Welcome to the new Weekly Q & A at Healthy Living How To. Each week I will pick three questions in my mail bag and answer them here on the blog. Read all posts in this series by clicking here. Let’s get started!
Hello Vanessa. I enjoy reading your blog. Having stayed away from dairy for many years, I’m now thinking of trying ghee. I had a bout with Crohn’s disease and it was advised to eliminate dairy. Through the years, I’ve also read that dairy may be problematic in other conditions also. Do you find for yourself that ghee causes no problems? I would like your comments and opinion about using ghee as opposed to dairy. Thank you. ~Robert
Ghee is butter with the dairy protein and milk sugar removed. What’s left is butter fat. Ghee is rich in butyric acid, a short chain fatty acid with documented health benefits. It restores the integrity of the gut lining, reduces inflammation, has anti-viral properties, and has been shown to benefit those with gut disorders such as ulcerative colitis and Crohn’s disease.
Personally, I have a dairy allergy — to the milk proteins casein and whey. I have had no negative reaction to using ghee.
I recommend a high-quality organic ghee made from grassfed butter.
You are absolutely beautiful and I love your facebook posts. I had lost 65 pounds and now have gained 30 back. Trying to get back into my routine of exercise and healthier eating. Can you give me a sample day of what you eat. But now feeling like I need to give up carbs mostly. The unhealthy carbs, mostly wheat I think! Thanks for listening!
You are an inspiration. ~Roselle
Believe it or not, I get lots of requests from readers for a peak at what my daily menu looks like. My meals are almost always a combination of protein and fat rounded out with vegetables and sometimes a little fruit. I start my day with a bulletproof coffee and have a second cup around the lunch hour. I always end my day with a healthy indulgence, whether that be 85% dark chocolate or one of my own healthy desserts. I strive to eat the highest quality real food that fits within our budget. For the most part, this includes grass fed beef and lamb, pastured poultry & pork, wild caught fish, farm fresh eggs, raw nuts & seeds, organic non-starchy vegetables and low-sugar fruit. I round out my meals with healthy fats like ghee, coconut oil and olive oil. Depending on my activity in the gym, I will re-fuel with a starchy tuber or a banana. I do my best to avoid grains, vegetable oils and sugar, even natural sugars like honey & maple syrup, instead I use naturally low-carb sweeteners like stevia, erythritol and xylitol. I also limit legumes and beans. I occasionally enjoy and indulge in a glass of wine or clear spirits. Finally I use nutritional supplements wisely.
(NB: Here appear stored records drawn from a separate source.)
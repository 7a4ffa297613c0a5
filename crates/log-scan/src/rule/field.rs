//! 필드 규칙 -- 앵커링된 정규식 + 활성화 상태 머신
//!
//! [`FieldRule`]은 한 줄씩 방문하며 두 상태 사이를 오갑니다.
//!
//! ```text
//!            trigger 포함 줄                 패턴 매칭 성공
//! Inactive ------------------> Active ----------------------> Inactive
//!     ^                                                          |
//!     +------------------------ reset() -------------------------+
//!                          (초기 상태로 복귀)
//! ```
//!
//! 비활성 상태의 방문은 trigger 검사만 하고, 같은 줄에 대해 패턴 매칭을 하지 않습니다.

use regex::Regex;

use super::types::FieldRuleSpec;
use crate::error::LogScanError;
use crate::result::ResultMap;

/// 규칙의 활성화 상태
#[derive(Debug, Clone, Copy, PartialEq, Eq)]
pub enum RuleState {
    /// trigger를 기다리는 중 (패턴 매칭 안 함)
    Inactive,
    /// 다음 줄부터 패턴 매칭 시도
    Active,
}

impl RuleState {
    fn from_active(active: bool) -> Self {
        if active { Self::Active } else { Self::Inactive }
    }
}

/// 컴파일된 필드 추출 규칙
#[derive(Debug, Clone)]
pub struct FieldRule {
    keys: Vec<String>,
    /// 사용자가 작성한 원래 패턴
    source: String,
    /// `\A(?:source)` 형태로 줄 시작에 앵커링된 정규식
    regex: Regex,
    state: RuleState,
    initial: RuleState,
    trigger: Option<String>,
}

impl FieldRule {
    /// 구성 요소로부터 규칙을 만듭니다.
    pub fn new<K: Into<String>>(
        keys: impl IntoIterator<Item = K>,
        pattern: &str,
        active: bool,
        trigger: Option<&str>,
    ) -> Result<Self, LogScanError> {
        let spec = FieldRuleSpec {
            keys: keys.into_iter().map(Into::into).collect(),
            pattern: pattern.to_owned(),
            active,
            trigger: trigger.map(str::to_owned),
        };
        Self::from_spec(&spec)
    }

    /// 규칙 정의를 검증하고 정규식을 컴파일합니다.
    ///
    /// 캡처 그룹 수가 키 수와 다르면 첫 매칭 전에 실패합니다.
    pub fn from_spec(spec: &FieldRuleSpec) -> Result<Self, LogScanError> {
        spec.validate()?;

        // 원래 패턴을 먼저 컴파일해 `a)(b` 같은 패턴이 래핑으로 우연히 유효해지는 것을 막음
        Regex::new(&spec.pattern).map_err(|e| LogScanError::RuleValidation {
            rule: spec.label(),
            reason: format!("invalid pattern: {e}"),
        })?;
        let regex = Regex::new(&format!(r"\A(?:{})", spec.pattern)).map_err(|e| {
            LogScanError::RuleValidation {
                rule: spec.label(),
                reason: format!("invalid pattern: {e}"),
            }
        })?;

        let groups = regex.captures_len() - 1;
        if groups != spec.keys.len() {
            return Err(LogScanError::RuleValidation {
                rule: spec.label(),
                reason: format!(
                    "pattern has {groups} capture group(s) but {} key(s) are bound",
                    spec.keys.len()
                ),
            });
        }

        let initial = RuleState::from_active(spec.active);
        Ok(Self {
            keys: spec.keys.clone(),
            source: spec.pattern.clone(),
            regex,
            state: initial,
            initial,
            trigger: spec.trigger.clone(),
        })
    }

    /// 한 줄을 방문합니다. 값이 기록되었으면 `true`를 반환합니다.
    ///
    /// # Errors
    /// 매칭된 키 중 하나라도 `result`에 이미 있으면 [`LogScanError::DuplicateKey`].
    /// 이 경우 `result`는 변경되지 않습니다.
    pub fn visit(&mut self, result: &mut ResultMap, line: &str) -> Result<bool, LogScanError> {
        if self.state == RuleState::Inactive {
            if let Some(ref trigger) = self.trigger {
                if line.contains(trigger.as_str()) {
                    self.state = RuleState::Active;
                    tracing::trace!(rule = %self.label(), "rule activated");
                }
            }
            return Ok(false);
        }

        let Some(caps) = self.regex.captures(line) else {
            return Ok(false);
        };

        if let Some(key) = self.keys.iter().find(|k| result.contains_key(k)) {
            return Err(LogScanError::DuplicateKey {
                key: key.clone(),
                rule: self.label(),
            });
        }

        for (idx, key) in self.keys.iter().enumerate() {
            let value = caps.get(idx + 1).map_or("", |m| m.as_str());
            result
                .try_insert(key.as_str(), value)
                .map_err(|dup| LogScanError::DuplicateKey {
                    key: dup.0,
                    rule: self.label(),
                })?;
        }

        self.state = RuleState::Inactive;
        Ok(true)
    }

    /// 초기 활성화 상태로 되돌립니다. 이미 기록된 결과는 건드리지 않습니다.
    pub fn reset(&mut self) {
        self.state = self.initial;
    }

    pub fn keys(&self) -> &[String] {
        &self.keys
    }

    pub fn pattern(&self) -> &str {
        &self.source
    }

    pub fn trigger(&self) -> Option<&str> {
        self.trigger.as_deref()
    }

    pub fn state(&self) -> RuleState {
        self.state
    }

    pub fn initial_state(&self) -> RuleState {
        self.initial
    }

    pub fn is_active(&self) -> bool {
        self.state == RuleState::Active
    }

    /// trigger 없이 비활성으로 시작해 절대 활성화될 수 없는 규칙인지
    pub fn is_inert(&self) -> bool {
        self.initial == RuleState::Inactive && self.trigger.is_none()
    }

    /// 표시 이름 (`[key1, key2]`)
    pub fn label(&self) -> String {
        format!("[{}]", self.keys.join(", "))
    }
}
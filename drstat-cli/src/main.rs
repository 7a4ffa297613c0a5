use clap::Parser;

use drstat_cli::cli::{Cli, Commands};
use drstat_cli::commands;
use drstat_cli::error::CliError;
use drstat_cli::logging;
use drstat_cli::output::OutputWriter;
use drstat_core::config::GeneralConfig;

#[tokio::main]
async fn main() {
    let cli = Cli::parse();

    // config errors surface from the command itself; logging falls back to defaults
    let loaded = commands::config::load_config(&cli.config).await;
    let general = match loaded {
        Ok((ref config, _)) => config.general.clone(),
        Err(_) => GeneralConfig::default(),
    };

    if let Err(e) = logging::init_tracing(&general, cli.log_level.as_deref()) {
        eprintln!("error: {:#}", e);
        std::process::exit(1);
    }

    tracing::debug!(config = %cli.config.display(), "drstat starting");

    let writer = OutputWriter::new(cli.output);
    if let Err(e) = run(cli.command, &cli.config, loaded, &writer).await {
        tracing::error!(error = %e, "command failed");
        eprintln!("error: {}", e);
        std::process::exit(e.exit_code());
    }
}

async fn run(
    command: Commands,
    config_path: &std::path::Path,
    loaded: Result<(drstat_core::config::DrstatConfig, String), drstat_core::error::DrstatError>,
    writer: &OutputWriter,
) -> Result<(), CliError> {
    match command {
        Commands::Config(args) => commands::config::execute(args, config_path, writer).await,
        Commands::Stat(args) => {
            let (config, _) = loaded?;
            commands::stat::execute(args, &config.stat, writer).await
        }
        Commands::Rules(args) => {
            let (config, _) = loaded?;
            commands::rules::execute(args, &config.stat, writer).await
        }
    }
}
Recommended Reading: My Food Philosophy
Hi Vanessa, I have a VERY embarrassing question, and perhaps you could write a post about it? I usually have one bowel movement a day, sometimes 2 and sometimes none at all, which I know ideally it should be about 3 movements a day. However, it seems that EVERY single time I go to the bathroom I am clogging up the toilet. They are huge BM’s. It’s horrible and it’s so embarrassing! I am mortified. I try drinking lots of water (the minimum of 8 glasses at least), sometimes up to a gallon and I still have a problem! I am a vegetarian, and I love almost every veggie out there. I love fruit too. I eat some fish like wild salmon,Tuna, tilapia and flounder, I also like eggs, and beans, and although I love raw almonds I try to limit myself. Sadly I do like cheese (white cheeses) but I’ve heard cheese and dairy aren’t very good for you. So I am trying to wean myself off of it. The dairy I DO eat is organic. And when I have bread I stick to breads like Ezekiel bread. And it’s usually a piece every other day. Please offer suggestions if you can. I’ve even done cleanses and nothing is working. What’s wrong with me? ~Rachel
When it comes to dietary fiber, there are two types, soluble and insoluble.
Soluble fiber is fermented by gut bacteria resulting in the production of butyric acid. The cells which line our intestines, colonocytes, use butyric acid as a healthy energy source. Soluble fiber serves as a beneficial prebiotic; food that stimulates the activity of healthy bacteria growth in the digestive system.
Insoluble fiber, on the other hand, cannot be processed nor digested, and instead simply bulks the volume of the stool. This type of fiber is found in greatest amounts in cereal grains, brans and vegetables. There is nothing inherently healthy or beneficial with bulking up the bowels with insoluble fiber.
I don’t think anything is wrong with you, but instead, perhaps, you are consuming a large amount of insoluble fiber.